Six is an amazing age for your child's language development. At this stage, your child will speak around 2,600 words and will understand around 22,000! In fact, they'll be able to put together sentences of around 9 words, so their ability to converse and express themselves will be better than ever. Take advantage of this fruitful time by encouraging vocabulary development through consistent and intentional activities!
- Read - This should come as no surprise, but reading is one of the best ways to encourage vocabulary development at any age. When you read, you come across words and phrases you may not normally use in your day-to-day life. Plus, these books usually have illustrations to accompany said words, so it makes it much easier for your child to understand and retain.

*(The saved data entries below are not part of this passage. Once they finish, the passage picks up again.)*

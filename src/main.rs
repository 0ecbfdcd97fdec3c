//! # corpus-ingest CLI (`ingest`)
//!
//! The `ingest` binary runs the ingestion pipeline and its maintenance
//! passes against the configured MongoDB replica set.
//!
//! ## Usage
//!
//! ```bash
//! ingest --config ./config/ingest.toml <command>
//! ```
//!
//! ## Commands
//!
//! | Command | Description |
//! |---------|-------------|
//! | `ingest run` | Ingest the corpus, then validate and index |
//! | `ingest validate` | Run only the validation pass |
//! | `ingest indexes` | Create the text and embedding indexes |
//! | `ingest status` | Print server and replica-set information |
//!
//! ## Exit status
//!
//! | Code | Meaning |
//! |------|---------|
//! | 0 | Run completed (per-file failures included) |
//! | 1 | Configuration or other fatal error |
//! | 3 | Corpus directory missing |
//! | 4 | Document store unreachable |
//! | 5 | Embedding model unavailable |
//! | 130 | Interrupted (a second Ctrl-C aborts the file in flight) |

use std::path::PathBuf;
use std::process::ExitCode;
use std::sync::atomic::AtomicBool;
use std::sync::Arc;

use anyhow::Result;
use clap::{Parser, Subcommand};
use tracing::error;

use corpus_ingest::config::{self, Config};
use corpus_ingest::error::IngestError;
use corpus_ingest::indexes::{ensure_indexes, IndexOutcome};
use corpus_ingest::ingest::{run_ingest, watch_interrupts, RunOptions};
use corpus_ingest::progress::ProgressMode;
use corpus_ingest::store::mongo::MongoStore;
use corpus_ingest::store::{CountFilter, DocumentStore};
use corpus_ingest::telemetry;
use corpus_ingest::validate::validate_store;

const DEFAULT_CONFIG: &str = "./config/ingest.toml";

/// Idempotent corpus ingestion into a MongoDB replica set.
///
/// Every command accepts `--config`. Without it, `./config/ingest.toml` is
/// used when present and built-in defaults otherwise.
#[derive(Parser)]
#[command(name = "ingest", version)]
struct Cli {
    /// Path to configuration file (TOML).
    #[arg(long, global = true)]
    config: Option<PathBuf>,

    #[command(subcommand)]
    command: Commands,
}

#[derive(Subcommand)]
enum Commands {
    /// Ingest every corpus file, then run the validation and indexing passes.
    Run {
        /// Corpus directory; overrides `[corpus].root`.
        #[arg(long)]
        corpus: Option<PathBuf>,

        /// Maximum number of files to process.
        #[arg(long)]
        limit: Option<usize>,

        /// Decode and fingerprint only. No model, no database.
        #[arg(long)]
        dry_run: bool,

        /// Skip the validation pass.
        #[arg(long)]
        no_validate: bool,

        /// Skip the indexing pass.
        #[arg(long)]
        no_indexes: bool,

        /// Progress output on stderr. Defaults to `human` on a TTY, else `off`.
        #[arg(long, value_enum)]
        progress: Option<ProgressMode>,
    },

    /// Validate the stored collection without ingesting.
    Validate,

    /// Create the full-text and embedding indexes.
    Indexes,

    /// Show server version, replica-set members and document count.
    Status,
}

fn load_config(cli: &Cli) -> Result<Config> {
    match &cli.config {
        Some(path) => config::load_config(path),
        None => config::load_or_default(&PathBuf::from(DEFAULT_CONFIG)),
    }
}

#[tokio::main]
async fn main() -> ExitCode {
    let cli = Cli::parse();

    let mut cfg = match load_config(&cli) {
        Ok(cfg) => cfg,
        Err(e) => {
            eprintln!("Error: {:#}", e);
            return ExitCode::FAILURE;
        }
    };
    if let Commands::Run {
        corpus: Some(corpus),
        ..
    } = &cli.command
    {
        cfg.corpus.root = corpus.clone();
    }

    let _log_guard = match telemetry::init(&cfg.logging) {
        Ok(guard) => guard,
        Err(e) => {
            eprintln!("Error: {:#}", e);
            return ExitCode::FAILURE;
        }
    };

    match execute(cli.command, &cfg).await {
        Ok(code) => code,
        Err(e) => {
            error!("{:#}", e);
            eprintln!("Error: {:#}", e);
            exit_code_for(&e)
        }
    }
}

async fn execute(command: Commands, cfg: &Config) -> Result<ExitCode> {
    match command {
        Commands::Run {
            limit,
            dry_run,
            no_validate,
            no_indexes,
            progress,
            ..
        } => {
            let stop = Arc::new(AtomicBool::new(false));
            let flag = Arc::clone(&stop);
            tokio::spawn(async move {
                watch_interrupts(tokio::signal::ctrl_c, flag).await;
                error!("second interrupt, aborting");
                std::process::exit(130);
            });

            let options = RunOptions {
                limit,
                dry_run,
                skip_validation: no_validate,
                skip_indexes: no_indexes,
            };
            let reporter = progress
                .unwrap_or_else(ProgressMode::default_for_tty)
                .reporter();

            let report = run_ingest(cfg, &options, reporter, stop).await?;
            if report.interrupted {
                return Ok(ExitCode::from(130));
            }
        }
        Commands::Validate => {
            let store = MongoStore::connect(&cfg.store).await?;
            print!("{}", validate_store(&store).await);
            store.close().await;
        }
        Commands::Indexes => {
            let store = MongoStore::connect(&cfg.store).await?;
            let outcomes = ensure_indexes(&store).await;
            for outcome in &outcomes {
                println!("{}", outcome);
            }
            store.close().await;
            if !outcomes.iter().all(IndexOutcome::is_ok) {
                return Ok(ExitCode::FAILURE);
            }
        }
        Commands::Status => {
            let store = MongoStore::connect(&cfg.store).await?;
            println!("Connected: {}", store.describe());
            match store.count_documents(CountFilter::All).await {
                Ok(n) => println!("Documents: {}", n),
                Err(e) => println!("Documents: unknown ({})", e),
            }
            let status = store.replica_status().await?;
            if let Some(version) = &status.version {
                println!("Server:    {}", version);
            }
            match &status.set_name {
                Some(name) => {
                    println!("Replica set: {}", name);
                    for member in &status.members {
                        println!("  {:<24} {}", member.name, member.state);
                    }
                }
                None => println!("Replica set: none (standalone server)"),
            }
            store.close().await;
        }
    }
    Ok(ExitCode::SUCCESS)
}

fn exit_code_for(err: &anyhow::Error) -> ExitCode {
    err.downcast_ref::<IngestError>()
        .and_then(IngestError::exit_code)
        .map_or(ExitCode::FAILURE, ExitCode::from)
}
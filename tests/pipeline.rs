use std::fs;
use std::path::Path;
use std::time::Duration;

use anyhow::{bail, Result};
use async_trait::async_trait;
use tempfile::TempDir;

use corpus_ingest::config::CorpusConfig;
use corpus_ingest::corpus::scan_corpus;
use corpus_ingest::decode::{read_document, TextEncoding, DEFAULT_ENCODINGS};
use corpus_ingest::embedding::EmbeddingProvider;
use corpus_ingest::fingerprint::{fingerprint, is_fingerprint};
use corpus_ingest::ingest::IngestionPipeline;
use corpus_ingest::models::{CorpusFile, FileOutcome, Record};
use corpus_ingest::store::memory::InMemoryStore;
use corpus_ingest::store::{DimensionGroup, DocumentStore, WriteAck};
use corpus_ingest::validate::validate_store;

/// Deterministic embedder: spreads the text bytes over `dims` buckets.
struct HashEmbedder {
    dims: usize,
}

#[async_trait]
impl EmbeddingProvider for HashEmbedder {
    fn model_name(&self) -> &str {
        "hash"
    }
    fn dims(&self) -> usize {
        self.dims
    }
    async fn embed(&self, text: &str) -> Result<Vec<f32>> {
        let mut vector = vec![0.0f32; self.dims];
        for (i, b) in text.bytes().enumerate() {
            vector[(i + b as usize) % self.dims] += 1.0;
        }
        Ok(vector)
    }
}

/// Embedder whose model has gone away mid-run.
struct BrokenEmbedder;

#[async_trait]
impl EmbeddingProvider for BrokenEmbedder {
    fn model_name(&self) -> &str {
        "broken"
    }
    fn dims(&self) -> usize {
        384
    }
    async fn embed(&self, _text: &str) -> Result<Vec<f32>> {
        bail!("inference session closed")
    }
}

fn ack() -> WriteAck {
    WriteAck::majority(Duration::from_millis(5000))
}

fn embedder() -> HashEmbedder {
    HashEmbedder { dims: 384 }
}

fn scan(root: &Path) -> Vec<CorpusFile> {
    scan_corpus(&CorpusConfig {
        root: root.to_path_buf(),
        ..CorpusConfig::default()
    })
    .unwrap()
}

/// Ten speeches where #3 and #7 are byte-identical.
fn ten_file_corpus() -> TempDir {
    let tmp = TempDir::new().unwrap();
    for i in 1..=10 {
        let body = if i == 7 {
            "Discurso número 3".to_string()
        } else {
            format!("Discurso número {}", i)
        };
        fs::write(tmp.path().join(format!("speech_{:02}.txt", i)), body).unwrap();
    }
    tmp
}

#[tokio::test]
async fn identical_files_store_one_record() {
    let corpus = ten_file_corpus();
    let files = scan(corpus.path());
    assert_eq!(files.len(), 10);

    let store = InMemoryStore::new();
    let embedder = embedder();
    let report = IngestionPipeline::new(&store, &embedder, DEFAULT_ENCODINGS.to_vec(), ack())
        .run(&files)
        .await;

    assert_eq!(report.stats.inserted, 9);
    assert_eq!(report.stats.duplicates, 1);
    assert_eq!(report.stats.failed, 0);
    assert!(!report.interrupted);
    assert_eq!(report.total_stored, Some(9));
    assert_eq!(store.ids().len(), 9);
    assert!(store.acks().iter().all(|a| *a == ack()));
}

#[tokio::test]
async fn rerun_is_idempotent() {
    let corpus = ten_file_corpus();
    let files = scan(corpus.path());
    let store = InMemoryStore::new();
    let embedder = embedder();
    let pipeline = IngestionPipeline::new(&store, &embedder, DEFAULT_ENCODINGS.to_vec(), ack());

    pipeline.run(&files).await;
    fs::write(corpus.path().join("speech_11.txt"), "Discurso nuevo").unwrap();
    let second = pipeline.run(&scan(corpus.path())).await;

    assert_eq!(second.stats.inserted, 1);
    assert_eq!(second.stats.duplicates, 10);
    assert_eq!(second.stats.failed, 0);
    assert_eq!(store.ids().len(), 10);
}

#[tokio::test]
async fn rejecting_store_fails_every_file_and_completes() {
    let corpus = ten_file_corpus();
    let files = scan(corpus.path());
    let store = InMemoryStore::rejecting_writes("not primary and secondaryOk=false");
    let embedder = embedder();

    let report = IngestionPipeline::new(&store, &embedder, DEFAULT_ENCODINGS.to_vec(), ack())
        .run(&files)
        .await;

    assert_eq!(report.stats.failed, 10);
    assert_eq!(report.stats.inserted + report.stats.duplicates, 0);
    let summary = report.to_string();
    assert!(summary.contains("Failed:      10"));
    assert!(summary.contains("speech_01.txt: write failed: not primary"));
    assert!(summary.contains("... and 5 more"));
}

#[tokio::test]
async fn empty_and_undecodable_files_do_not_stop_the_batch() {
    let tmp = TempDir::new().unwrap();
    fs::write(tmp.path().join("a_empty.txt"), "   \r\n\t").unwrap();
    fs::write(tmp.path().join("b_bad.txt"), b"caf\x81").unwrap();
    fs::write(tmp.path().join("c_good.txt"), "Buenas tardes").unwrap();
    let files = scan(tmp.path());

    let store = InMemoryStore::new();
    let embedder = embedder();
    let encodings = vec![TextEncoding::Utf8, TextEncoding::Cp1252];
    let pipeline = IngestionPipeline::new(&store, &embedder, encodings, ack());

    let outcomes = [
        pipeline.process_file(&files[0]).await,
        pipeline.process_file(&files[1]).await,
        pipeline.process_file(&files[2]).await,
    ];
    match &outcomes[0] {
        FileOutcome::Failed { reason } => assert!(reason.contains("a_empty.txt is empty")),
        other => panic!("expected empty failure, got {:?}", other),
    }
    match &outcomes[1] {
        FileOutcome::Failed { reason } => {
            assert!(reason.contains("could not decode b_bad.txt"), "{}", reason)
        }
        other => panic!("expected decode failure, got {:?}", other),
    }
    assert!(matches!(outcomes[2], FileOutcome::Inserted { .. }));
    assert_eq!(store.documents().len(), 1);
}

#[tokio::test]
async fn model_errors_are_per_file() {
    let corpus = ten_file_corpus();
    let files = scan(corpus.path());
    let store = InMemoryStore::new();

    let report = IngestionPipeline::new(&store, &BrokenEmbedder, DEFAULT_ENCODINGS.to_vec(), ack())
        .run(&files)
        .await;
    assert_eq!(report.stats.failed, 10);
    assert!(report.stats.failures[0]
        .error
        .contains("inference session closed"));
    assert!(store.documents().is_empty());
}

#[tokio::test]
async fn stored_id_reproduces_outside_the_pipeline() {
    let tmp = TempDir::new().unwrap();
    fs::write(
        tmp.path().join("speech.txt"),
        b"\xef\xbb\xbfDiscurso\r\nSegunda l\xc3\xadnea\r\n",
    )
    .unwrap();
    let files = scan(tmp.path());

    let store = InMemoryStore::new();
    let embedder = embedder();
    let outcome = IngestionPipeline::new(&store, &embedder, DEFAULT_ENCODINGS.to_vec(), ack())
        .process_file(&files[0])
        .await;
    let FileOutcome::Inserted { id } = outcome else {
        panic!("expected insert, got {:?}", outcome);
    };

    let decoded = read_document(&files[0].path, &DEFAULT_ENCODINGS).unwrap();
    assert_eq!(decoded.text, "\u{feff}Discurso\nSegunda línea");
    assert_eq!(id, fingerprint(&decoded.text));
    assert!(is_fingerprint(&id));
}

#[tokio::test]
async fn validation_reports_minority_dimensions() {
    let store = InMemoryStore::new();
    for i in 0..9 {
        let record = Record::new(format!("texto {}", i), vec![0.1; 384]);
        store.insert(&record, &ack()).await.unwrap();
    }
    let odd = Record::new("texto raro".to_string(), vec![0.1; 300]);
    store.insert(&odd, &ack()).await.unwrap();

    let report = validate_store(&store).await;
    assert_eq!(report.total, Some(10));
    assert_eq!(
        report.majority(),
        Some(&DimensionGroup {
            dims: Some(384),
            count: 9
        })
    );
    assert_eq!(
        report.minority(),
        &[DimensionGroup {
            dims: Some(300),
            count: 1
        }]
    );
    assert!(!report.dimensions_consistent());
    assert!(report
        .warnings
        .iter()
        .any(|w| w.contains("inconsistent embedding dimensions")));
    assert_eq!(store.documents().len(), 10);
}

#[tokio::test]
async fn empty_corpus_completes_with_zero_counts() {
    let tmp = TempDir::new().unwrap();
    let store = InMemoryStore::new();
    let embedder = embedder();
    let report = IngestionPipeline::new(&store, &embedder, DEFAULT_ENCODINGS.to_vec(), ack())
        .run(&scan(tmp.path()))
        .await;
    assert_eq!(report.stats.processed(), 0);
    assert_eq!(report.total_stored, Some(0));
    assert!(!report.interrupted);
}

- Storytelling - Encourage your child to tell stories, both imagined and real-life. When they tell their stories, they'll be encouraged to reach for words that they've learned recently as they try to express themselves. There's many creative ways to get the storytelling going. You could take turns drawing pictures and asking the other to create a story behind the illustration. You could also start a story and have your child continue, going back and forth until you reach the conclusion. This is a fantastic way to make a long car ride go by quickly!
- Sing songs - Studies have shown that singing songs and reciting rhymes with regularity improves language acquisition and communication in children. This is because songs slow down speech and add rhythm and repetition that make processing and retaining words much easier. Plus, since many songs rhyme, your child will be getting an extra lesson in phonemic awareness, one of the pillars of literacy! Need a way for your child to access age-appropriate, educational songs? Storypod has a wonderfully curated collection of Crafties that make a musical experience just a swipe away!
- Play describing games - Any game that requires your child to describe something is a great way to push them to practice exercising their vocabulary. I-Spy is a simple, classic game that can be played anywhere. Your child could also play What am I? Pick a category and have each player think of something within that category. Then take turns describing the item without saying its name and the other players will guess what it is. For example, if the category is animals you could say, "I have two long ears, a fluffy tail, and love to eat carrots."
- Play the alphabet game - Here's another game that's easy to play in the car or while waiting at the doctor's office. Pick letters of the alphabet and simply go back and forth naming words that begin with said letter. It will not only encourage your 6-year-old to think hard about all the words they know, but it's also a great exercise in letter sounds!